Quatre segments, quatre histoires, quatre manières de lire la pop culture contemporaine : comme un théâtre de pouvoir, un ring d’affrontement, une vitrine politique et une renaissance pop. La semaine sera intense, et le dimanche, vous aurez la version intégrale. Préparez vos tasses, servez vos croissants : l’expresso shot de la pop culture est servi.


Vogue, du carré aux pixels : Anna Wintour passe le flambeau à Chloé Malle


ree

Il fallait bien que ça arrive un jour. Anna Wintour, la femme qui a réussi à transformer des lunettes noires en sceptre et un carré en couronne, n’est plus à la tête de l’édition américaine de Vogue. Après presque quatre décennies de règne, elle a décidé de céder son trône. Mais attention, on ne parle pas d’une abdication dramatique façon monarque déchue. Non, Anna fait ce qu’elle a toujours su faire : garder le contrôle. Elle reste Global Editorial Director de Vogue et Chief Content Officer de Condé Nast, autrement dit, la personne qui continue de tirer les ficelles de l’empire depuis les coulisses. Le message est clair : on passe le relais, mais pas la couronne.

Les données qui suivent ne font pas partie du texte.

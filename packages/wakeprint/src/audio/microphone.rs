//! Live capture through `cpal`.
//!
//! The device callback downmixes to mono, converts to int16 and cuts the
//! stream into exact frames, which cross to the reader over a bounded
//! channel. A full channel drops the frame and counts it.

use std::sync::{
    Arc,
    atomic::{AtomicU64, Ordering},
};

use cpal::{
    SampleFormat, SampleRate, Stream, StreamConfig,
    traits::{DeviceTrait, HostTrait, StreamTrait},
};
use crossbeam_channel::{Receiver, Sender, bounded};
use tracing::{info, warn};

use super::{AudioSource, pcm::f32_to_i16};
use crate::{Result, WakeprintError, config::AudioConfig};

/// Frames buffered between the device callback and the reader.
const CHANNEL_FRAMES: usize = 64;

/// Names of all input devices on the default host.
pub fn input_device_names() -> Result<Vec<String>> {
    let host = cpal::default_host();
    let devices = host
        .input_devices()
        .map_err(|e| WakeprintError::Device(e.to_string()))?;
    Ok(devices.filter_map(|d| d.name().ok()).collect())
}

/// Microphone input. The `cpal` stream is not `Send`; open it on the
/// thread that reads from it.
pub struct MicrophoneSource {
    _stream: Stream,
    rx: Receiver<Vec<i16>>,
    dropped: Arc<AtomicU64>,
}

impl MicrophoneSource {
    /// Open `device` (or the default input) at the configured rate.
    pub fn open(device: Option<&str>, audio: &AudioConfig) -> Result<Self> {
        let host = cpal::default_host();
        let device = match device {
            Some(name) => host
                .input_devices()
                .map_err(|e| WakeprintError::Device(e.to_string()))?
                .find(|d| d.name().map(|n| n == name).unwrap_or(false))
                .ok_or_else(|| WakeprintError::Device(format!("input device '{name}' not found")))?,
            None => host
                .default_input_device()
                .ok_or_else(|| WakeprintError::Device("no default input device".into()))?,
        };

        let rate = SampleRate(audio.sample_rate);
        let supported = device
            .supported_input_configs()
            .map_err(|e| WakeprintError::Device(e.to_string()))?
            .filter(|c| c.min_sample_rate() <= rate && rate <= c.max_sample_rate())
            .filter(|c| matches!(c.sample_format(), SampleFormat::F32 | SampleFormat::I16))
            .min_by_key(|c| c.channels())
            .ok_or_else(|| {
                WakeprintError::Device(format!(
                    "device offers no i16/f32 input at {} Hz",
                    audio.sample_rate
                ))
            })?
            .with_sample_rate(rate);

        let format = supported.sample_format();
        let config: StreamConfig = supported.into();
        let channels = config.channels as usize;
        info!(
            "capturing from '{}' ({channels} ch, {:?}, {} Hz)",
            device.name().unwrap_or_else(|_| "unknown".into()),
            format,
            audio.sample_rate
        );

        let (tx, rx) = bounded(CHANNEL_FRAMES);
        let dropped = Arc::new(AtomicU64::new(0));
        let mut framer = Framer::new(audio.frame_size, channels, tx, dropped.clone());
        let err_fn = |e: cpal::StreamError| warn!("audio stream error: {e}");

        let stream = match format {
            SampleFormat::I16 => device.build_input_stream(
                &config,
                move |data: &[i16], _: &cpal::InputCallbackInfo| framer.push(data, |s| s),
                err_fn,
                None,
            ),
            _ => device.build_input_stream(
                &config,
                move |data: &[f32], _: &cpal::InputCallbackInfo| framer.push(data, f32_to_i16),
                err_fn,
                None,
            ),
        }
        .map_err(|e| WakeprintError::Device(e.to_string()))?;
        stream
            .play()
            .map_err(|e| WakeprintError::Device(e.to_string()))?;

        Ok(Self {
            _stream: stream,
            rx,
            dropped,
        })
    }

    /// Frames lost because the reader fell behind.
    pub fn dropped_frames(&self) -> u64 {
        self.dropped.load(Ordering::Relaxed)
    }
}

impl AudioSource for MicrophoneSource {
    fn read_frame(&mut self) -> Result<Option<Vec<i16>>> {
        // the sender lives in the stream callback; disconnection means the
        // stream is gone
        Ok(self.rx.recv().ok())
    }
}

/// Interleaved device samples → mono frames of exactly `frame_size`.
struct Framer {
    frame_size: usize,
    channels: usize,
    buf: Vec<i16>,
    tx: Sender<Vec<i16>>,
    dropped: Arc<AtomicU64>,
}

impl Framer {
    fn new(frame_size: usize, channels: usize, tx: Sender<Vec<i16>>, dropped: Arc<AtomicU64>) -> Self {
        Self {
            frame_size,
            channels: channels.max(1),
            buf: Vec::with_capacity(frame_size),
            tx,
            dropped,
        }
    }

    fn push<T: Copy>(&mut self, data: &[T], to_i16: impl Fn(T) -> i16) {
        for chunk in data.chunks(self.channels) {
            let sum: i32 = chunk.iter().map(|&s| to_i16(s) as i32).sum();
            self.buf.push((sum / chunk.len() as i32) as i16);
            if self.buf.len() == self.frame_size {
                let frame = std::mem::replace(&mut self.buf, Vec::with_capacity(self.frame_size));
                if self.tx.try_send(frame).is_err() {
                    self.dropped.fetch_add(1, Ordering::Relaxed);
                }
            }
        }
    }
}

Alors qui ose s’asseoir sur ce siège encore chaud ? Chloé Malle, 39 ans, éditrice de Vogue.com, co-animatrice du podcast maison The Run-Through, et… accessoirement fille de Candice Bergen (Murphy Brown, mais aussi Enid, l’éditrice chic de Sex and the City) et du réalisateur Louis Malle. Oui, on est en plein dans l’archétype du “nepo baby” deluxe, mais Chloé revendique autre chose : un parcours construit à force de travail et une ambition de moderniser sans trahir.

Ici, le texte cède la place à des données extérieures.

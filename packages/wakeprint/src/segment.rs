//! Speech segmentation.
//!
//! [`SegmentAccumulator`] is the `Idle → Accumulating → flush → Idle`
//! state machine over debounced VAD decisions. [`Segmenter`] pairs it with
//! a [`VoiceActivityGate`] and resets the gate on every flush; both the
//! live listener and enrollment drive audio through it.

use log::trace;
use wakeprint_vad::{SpeechClassifier, VoiceActivityGate};

use crate::{Config, Result, audio::rms, config::ms_to_samples};

/// Exponentially smoothed RMS of recent non-speech frames.
#[derive(Debug, Clone, Copy, PartialEq)]
pub struct NoiseFloor {
    value: f32,
    alpha: f32,
    primed: bool,
}

impl NoiseFloor {
    pub fn new(alpha: f32) -> Self {
        Self {
            value: 0.0,
            alpha,
            primed: false,
        }
    }

    /// Fold one frame level in. The first observation seeds the average.
    pub fn update(&mut self, level: f32) {
        if self.primed {
            self.value += self.alpha * (level - self.value);
        } else {
            self.value = level;
            self.primed = true;
        }
    }

    /// Current estimate; `0.0` before any update.
    #[inline]
    pub fn value(&self) -> f32 {
        self.value
    }
}

#[derive(Debug, Clone, Copy, PartialEq, Eq)]
pub enum AccumulatorState {
    Idle,
    Accumulating,
}

#[derive(Debug, Clone, Copy, PartialEq, Eq)]
pub enum FlushReason {
    /// Trailing silence reached `end_silence_ms`.
    EndOfSpeech,
    /// Accumulated speech reached `max_segment_ms`.
    MaxDuration,
}

/// A closed segment, ready for scoring.
#[derive(Debug, Clone, PartialEq)]
pub struct ClosedSegment {
    pub pcm: Vec<i16>,
    pub speech_ms: f32,
    /// Noise floor at the moment of the flush.
    pub noise_floor: f32,
    pub reason: FlushReason,
}

#[derive(Debug, Clone, PartialEq)]
pub enum SegmentEvent {
    /// Speech confirmed; a new segment started.
    Started,
    Closed(ClosedSegment),
    /// Flushed with less than `min_segment_ms` of speech; never scored.
    DroppedShort { speech_ms: f32 },
}

/// Collects debounced speech frames into segments.
///
/// Only speech frames are kept; silence while accumulating only advances
/// the trailing-silence counter. The PCM buffer is sized for
/// `max_segment_ms` up front and never grows past it.
#[derive(Debug)]
pub struct SegmentAccumulator {
    state: AccumulatorState,
    pcm: Vec<i16>,
    capacity: usize,
    frame_ms: f32,
    speech_ms: f32,
    silence_ms: f32,
    min_segment_ms: f32,
    max_segment_ms: f32,
    end_silence_ms: f32,
    noise: NoiseFloor,
}

impl SegmentAccumulator {
    pub fn new(cfg: &Config) -> Self {
        let s = &cfg.segment;
        let frame = cfg.audio.frame_size.max(1);
        // whole frames until the max-duration check fires
        let capacity = ms_to_samples(s.max_segment_ms, cfg.audio.sample_rate)
            .div_ceil(frame)
            .max(1)
            * frame;
        Self {
            state: AccumulatorState::Idle,
            pcm: Vec::with_capacity(capacity),
            capacity,
            frame_ms: cfg.frame_ms(),
            speech_ms: 0.0,
            silence_ms: 0.0,
            min_segment_ms: s.min_segment_ms as f32,
            max_segment_ms: s.max_segment_ms as f32,
            end_silence_ms: s.end_silence_ms as f32,
            noise: NoiseFloor::new(s.noise_ema_alpha),
        }
    }

    /// Feed one frame with its debounced decision (`speech`) and the raw
    /// classification of the same frame (`raw_speech`).
    ///
    /// The noise floor only moves while idle and only when neither the
    /// debounced nor the raw decision says speech.
    pub fn push(&mut self, frame: &[i16], speech: bool, raw_speech: bool) -> Option<SegmentEvent> {
        match (self.state, speech) {
            (AccumulatorState::Idle, false) => {
                if !raw_speech {
                    self.noise.update(rms(frame));
                }
                None
            }
            (AccumulatorState::Idle, true) => {
                self.state = AccumulatorState::Accumulating;
                self.pcm.clear();
                self.speech_ms = 0.0;
                self.silence_ms = 0.0;
                self.append(frame);
                trace!("segment started");
                if self.speech_ms >= self.max_segment_ms {
                    return Some(self.flush(FlushReason::MaxDuration));
                }
                Some(SegmentEvent::Started)
            }
            (AccumulatorState::Accumulating, true) => {
                self.append(frame);
                self.silence_ms = 0.0;
                (self.speech_ms >= self.max_segment_ms).then(|| self.flush(FlushReason::MaxDuration))
            }
            (AccumulatorState::Accumulating, false) => {
                self.silence_ms += self.frame_ms;
                (self.silence_ms >= self.end_silence_ms).then(|| self.flush(FlushReason::EndOfSpeech))
            }
        }
    }

    fn append(&mut self, frame: &[i16]) {
        let room = self.capacity - self.pcm.len();
        self.pcm.extend_from_slice(&frame[..frame.len().min(room)]);
        self.speech_ms += self.frame_ms;
    }

    fn flush(&mut self, reason: FlushReason) -> SegmentEvent {
        let speech_ms = self.speech_ms;
        let event = if speech_ms < self.min_segment_ms {
            self.pcm.clear();
            SegmentEvent::DroppedShort { speech_ms }
        } else {
            let pcm = std::mem::replace(&mut self.pcm, Vec::with_capacity(self.capacity));
            SegmentEvent::Closed(ClosedSegment {
                pcm,
                speech_ms,
                noise_floor: self.noise.value(),
                reason,
            })
        };
        self.state = AccumulatorState::Idle;
        self.speech_ms = 0.0;
        self.silence_ms = 0.0;
        trace!("segment flushed ({reason:?}, {speech_ms:.0} ms)");
        event
    }

    /// Abandon any partial segment. The noise floor is kept.
    pub fn reset(&mut self) {
        self.state = AccumulatorState::Idle;
        self.pcm.clear();
        self.speech_ms = 0.0;
        self.silence_ms = 0.0;
    }

    pub fn state(&self) -> AccumulatorState {
        self.state
    }

    pub fn noise_floor(&self) -> f32 {
        self.noise.value()
    }

    pub fn speech_ms(&self) -> f32 {
        self.speech_ms
    }

    pub fn trailing_silence_ms(&self) -> f32 {
        self.silence_ms
    }

    /// Samples the buffer was sized for.
    pub fn capacity(&self) -> usize {
        self.capacity
    }
}

/// Gate plus accumulator: raw frames in, segment events out.
pub struct Segmenter<C> {
    gate: VoiceActivityGate<C>,
    accumulator: SegmentAccumulator,
}

impl<C: SpeechClassifier> Segmenter<C> {
    pub fn new(classifier: C, cfg: &Config) -> Result<Self> {
        Ok(Self {
            gate: VoiceActivityGate::new(classifier, &cfg.gate_config())?,
            accumulator: SegmentAccumulator::new(cfg),
        })
    }

    /// Classify one frame and advance the state machine. Any flush resets
    /// the gate, whatever happens to the segment afterwards.
    pub fn push(&mut self, frame: &[i16]) -> Option<SegmentEvent> {
        let speech = self.gate.is_speech(frame);
        let raw = self.gate.last_frame_was_speech();
        let event = self.accumulator.push(frame, speech, raw);
        if matches!(
            event,
            Some(SegmentEvent::Closed(_) | SegmentEvent::DroppedShort { .. })
        ) {
            self.gate.reset();
        }
        event
    }

    pub fn reset(&mut self) {
        self.gate.reset();
        self.accumulator.reset();
    }

    pub fn gate(&self) -> &VoiceActivityGate<C> {
        &self.gate
    }

    pub fn accumulator(&self) -> &SegmentAccumulator {
        &self.accumulator
    }
}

Chloé Malle n’a pas été parachutée comme une starlette hollywoodienne. Elle a intégré Vogue en 2011, d’abord dans les coulisses, avant de grimper les échelons et de s’imposer dans la sphère digitale. Elle a dirigé la couverture de mariages prestigieux, comme celui de Naomi Biden, et elle a donné une identité claire au site du magazine. Son ascension ne tient pas seulement à son carnet d’adresses hérité ; elle a su incarner la nouvelle garde de Vogue en ligne, en phase avec les lecteurs qui consomment la mode en scrollant plutôt qu’en feuilletant. Bref, une candidate crédible — et politiquement impeccable pour Condé Nast.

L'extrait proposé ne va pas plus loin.